The main advantage of laser-assisted cutting technology is it significantly improves the surface quality of the processed material. The use of high-temperature preheating and softening materials generated by lasers can effectively reduce cutting forces and tool wear while improving machining efficiency. In addition, laser-assisted cutting technology can effectively reduce the heat-affected area during the machining process and maintain the original properties of the material, which is crucial for high-quality machining. In terms of application fields, laser-assisted cutting technology has been widely used in various industries such as aerospace, automotive manufacturing, and mold manufacturing. It has demonstrated its unique advantages in processing difficult-to-machine materials such as titanium alloys and stainless steel, providing innovative solutions for the manufacturing of complex structural components. The development trend of laser-assisted cutting technology is expected to focus on increasing laser power, optimizing process parameters, and expanding application scope. With the continuous advancement of laser technology, higher-power lasers will be developed to meet a wider range of processing needs. Meanwhile, by precisely controlling the laser power and cutting parameters, the processing efficiency and quality can be further improved. In addition, the application prospects of laser-assisted cutting technology in micro/nano-processing, biomaterial processing, and other fields are also promising, which is expected to bring revolutionary changes to more industries.

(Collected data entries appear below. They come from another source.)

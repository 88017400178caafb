//! Schema versioning and migrations.
//!
//! The schema version lives in `PRAGMA user_version`, not in a table. A file
//! is in one of these states:
//!
//! | State | Version | Meaning |
//! |-------|---------|---------|
//! | [`SchemaState::Uninitialized`] | 0 | new or empty file, no table |
//! | [`SchemaState::Current`] | [`SCHEMA_VERSION`] | ready for use |
//! | [`SchemaState::Stale`] | below current | needs an explicit [`migrate`] |
//! | [`SchemaState::Newer`] | above current | written by a newer build, unusable |
//!
//! [`open`] only ever initializes brand-new files. Stale files are refused
//! until [`migrate`] is called, so format drift never happens behind the
//! caller's back.

use crate::{Error, Result};
use chrono::Utc;
use rusqlite::{Connection, TransactionBehavior, params};

/// Row id of the root entry.
pub const ROOT_ID: i64 = 1;

/// A single schema migration.
#[derive(Debug, Clone, Copy)]
pub struct Migration {
    /// Version reached after applying (sequential, starting at 1).
    pub version: u32,
    /// Human-readable description.
    pub description: &'static str,
    /// SQL to apply, possibly several statements.
    pub sql: &'static str,
    /// Data seeding to run after `sql`, inside the same transaction.
    pub seed: Option<fn(&Connection) -> Result<()>>,
}

/// All migrations, in order.
pub const MIGRATIONS: &[Migration] = &[Migration {
    version: 1,
    description: "entries table with lookup indexes and root entry",
    sql: "CREATE TABLE entries (
            id INTEGER PRIMARY KEY,
            name TEXT NOT NULL,
            parent INTEGER NOT NULL DEFAULT 0,
            is_value INTEGER NOT NULL DEFAULT 0,
            value TEXT NOT NULL DEFAULT '',
            last_update_us INTEGER NOT NULL
        );
        CREATE UNIQUE INDEX IF NOT EXISTS idx_entries_parent_name ON entries(parent, name);
        CREATE INDEX IF NOT EXISTS idx_entries_parent ON entries(parent);",
    seed: Some(seed_root),
}];

/// Schema version this build reads and writes.
pub const SCHEMA_VERSION: u32 = max_version(MIGRATIONS);

/// Maximum version across a set of migrations.
#[must_use]
pub const fn max_version(migrations: &[Migration]) -> u32 {
    let mut max = 0;
    let mut i = 0;
    while i < migrations.len() {
        if migrations[i].version > max {
            max = migrations[i].version;
        }
        i += 1;
    }
    max
}

/// Schema state of a database file.
#[derive(Debug, Clone, Copy, PartialEq, Eq)]
pub enum SchemaState {
    /// Version 0: nothing created yet.
    Uninitialized,
    /// Version matches [`SCHEMA_VERSION`].
    Current,
    /// Older than [`SCHEMA_VERSION`].
    Stale(u32),
    /// Newer than [`SCHEMA_VERSION`].
    Newer(u32),
}

impl SchemaState {
    /// Classifies a stored version against `supported`.
    #[must_use]
    pub const fn classify(found: u32, supported: u32) -> Self {
        if found == 0 {
            Self::Uninitialized
        } else if found == supported {
            Self::Current
        } else if found < supported {
            Self::Stale(found)
        } else {
            Self::Newer(found)
        }
    }
}

/// Reads the stored schema version.
pub fn version(conn: &Connection) -> Result<u32> {
    conn.pragma_query_value(None, "user_version", |row| row.get(0))
        .map_err(|e| Error::storage("read_schema_version", e))
}

/// Reads and classifies the stored schema version.
pub fn state(conn: &Connection) -> Result<SchemaState> {
    Ok(SchemaState::classify(version(conn)?, SCHEMA_VERSION))
}

/// Prepares a freshly opened file for use.
///
/// Returns `true` if the schema was created. Fails with
/// [`Error::SchemaMismatch`] for stale or newer files.
pub fn open(conn: &mut Connection) -> Result<bool> {
    match state(conn)? {
        SchemaState::Uninitialized => {
            run_migrations(conn, MIGRATIONS)?;
            Ok(true)
        },
        SchemaState::Current => Ok(false),
        SchemaState::Stale(found) | SchemaState::Newer(found) => Err(Error::SchemaMismatch {
            found,
            supported: SCHEMA_VERSION,
        }),
    }
}

/// Brings the file up to [`SCHEMA_VERSION`].
///
/// Idempotent: returns `false` when the file is already current. Files newer
/// than this build cannot be downgraded and fail with
/// [`Error::SchemaMismatch`].
pub fn migrate(conn: &mut Connection) -> Result<bool> {
    run_migrations(conn, MIGRATIONS)
}

/// Applies every migration above the stored version in one immediate
/// transaction, stamping the final version before commit.
///
/// Returns `true` if anything was applied.
pub fn run_migrations(conn: &mut Connection, migrations: &[Migration]) -> Result<bool> {
    let supported = max_version(migrations);
    let tx = conn
        .transaction_with_behavior(TransactionBehavior::Immediate)
        .map_err(|e| Error::storage("migration_begin_tx", e))?;

    let found = version(&tx)?;
    if found > supported {
        return Err(Error::SchemaMismatch { found, supported });
    }
    if found == supported {
        return Ok(false);
    }

    for migration in migrations.iter().filter(|m| m.version > found) {
        tx.execute_batch(migration.sql).map_err(|e| {
            Error::storage(
                &format!("migration_v{}: {}", migration.version, migration.description),
                e,
            )
        })?;
        if let Some(seed) = migration.seed {
            seed(&tx)?;
        }
        tracing::info!(
            version = migration.version,
            description = migration.description,
            "Applied migration"
        );
    }

    tx.pragma_update(None, "user_version", supported)
        .map_err(|e| Error::storage("stamp_schema_version", e))?;
    tx.commit()
        .map_err(|e| Error::storage("migration_commit", e))?;

    Ok(true)
}

fn seed_root(conn: &Connection) -> Result<()> {
    conn.execute(
        "INSERT OR IGNORE INTO entries (id, name, parent, is_value, value, last_update_us)
         VALUES (?1, '', 0, 0, '', ?2)",
        params![ROOT_ID, Utc::now().timestamp_micros()],
    )
    .map_err(|e| Error::storage("insert_root_entry", e))?;
    Ok(())
}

2.2. Laser-Assisted Grinding

Laser-assisted grinding (LAG) is an innovative manufacturing technology that combines laser technology and traditional grinding processes. The core of this technology is to first preheat the material surface through a high-energy laser beam, aiming to reduce the hardness of the material and remove surface defects. Then, fine machining is carried out using grinding tools; the machining principle is shown in Figure 4. The laser beam acts on the surface of the material at high temperature, rapidly heating up to a softened or evaporated state, effectively reducing friction and wear during the grinding process, thereby improving processing efficiency. The accurate control of key parameters such as laser beam power, focusing position, and movement speed is crucial in the laser-assisted grinding process to ensure the reliability of machining quality. The preheating effect of the laser beam significantly reduces the contact stress between the grinding tool and the material, lowers the grinding force, reduces the accumulation of heat, and effectively avoids the risk of material surface burns and deformation. In addition, laser-assisted grinding technology can improve the material removal rate and shorten the processing cycle, thereby enhancing processing accuracy and surface quality, bringing revolutionary progress to the field of high-precision manufacturing.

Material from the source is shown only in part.